Anisotropic structure of the order parameter in FeSe(0.45)Te(0.55) revealed by angle-resolved specific heat.

National Laboratory for Superconductivity, Institute of Physics and National Laboratory for Condensed Matter Physics, Chinese Academy of Sciences, Beijing 100190, China.
Nature Communications (Impact Factor: 10.02). 11/2010; 1:112. DOI: 10.1038/ncomms1115
Source: arXiv

ABSTRACT The central issues for understanding iron (Fe)-based superconductors are the symmetry and structure of the superconducting gap. So far the experimental data and theoretical models have been highly controversial.
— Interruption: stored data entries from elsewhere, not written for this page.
//! Environment-driven configuration.
//!
//! # Design
//! Every variable is optional with a sensible default, so `cargo run`
//! works out of the box. A `.env` file is honored when present. The only
//! failure mode is a value that is set but unparseable.

use std::env;
use std::path::PathBuf;

#[derive(Debug, thiserror::Error)]
pub enum ConfigError {
    #[error("invalid value for {key}: {message}")]
    InvalidValue { key: String, message: String },
}

/// Startup configuration for the server process.
#[derive(Debug, Clone, PartialEq, Eq)]
pub struct AppConfig {
    /// Address the HTTP listener binds to.
    pub bind_addr: String,
    /// SQLite connection URL; the file is created if missing.
    pub database_url: String,
    /// Directory served as static assets.
    pub public_dir: PathBuf,
}

impl AppConfig {
    /// Load configuration from the environment (and `.env` if present).
    ///
    /// Variables: `APP_HOST` (default `127.0.0.1`), `PORT` (default
    /// `3000`), `DATABASE_URL` (default `sqlite:todos.db`), `PUBLIC_DIR`
    /// (default `public`).
    pub fn from_env() -> Result<Self, ConfigError> {
        dotenvy::dotenv().ok();

        let host = env::var("APP_HOST").unwrap_or_else(|_| "127.0.0.1".to_string());
        let port: u16 = match env::var("PORT") {
            Ok(raw) => raw.parse().map_err(|e: std::num::ParseIntError| {
                ConfigError::InvalidValue {
                    key: "PORT".to_string(),
                    message: e.to_string(),
                }
            })?,
            Err(_) => 3000,
        };
        let database_url =
            env::var("DATABASE_URL").unwrap_or_else(|_| "sqlite:todos.db".to_string());
        let public_dir = env::var("PUBLIC_DIR")
            .map(PathBuf::from)
            .unwrap_or_else(|_| PathBuf::from("public"));

        Ok(Self {
            bind_addr: format!("{host}:{port}"),
            database_url,
            public_dir,
        })
    }
}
Some experiments favor two or more constant or nearly constant gaps, others indicate strong anisotropy and yet others suggest gap zeros ('nodes'). A unique method for addressing this issue, and one of very few methods that are bulk and angle resolved, is measuring the electronic-specific heat in a rotating magnetic field. In this study, we present the first such measurement for an Fe-based high-T(c) superconductor. We observed a fourfold oscillation of the specific heat as a function of the in-plane magnetic field direction. Our results are consistent with the expectations for an extended s-wave model, with a significant gap anisotropy on the electron pockets and the gap minima along the ΓM (Fe-Fe bond) direction.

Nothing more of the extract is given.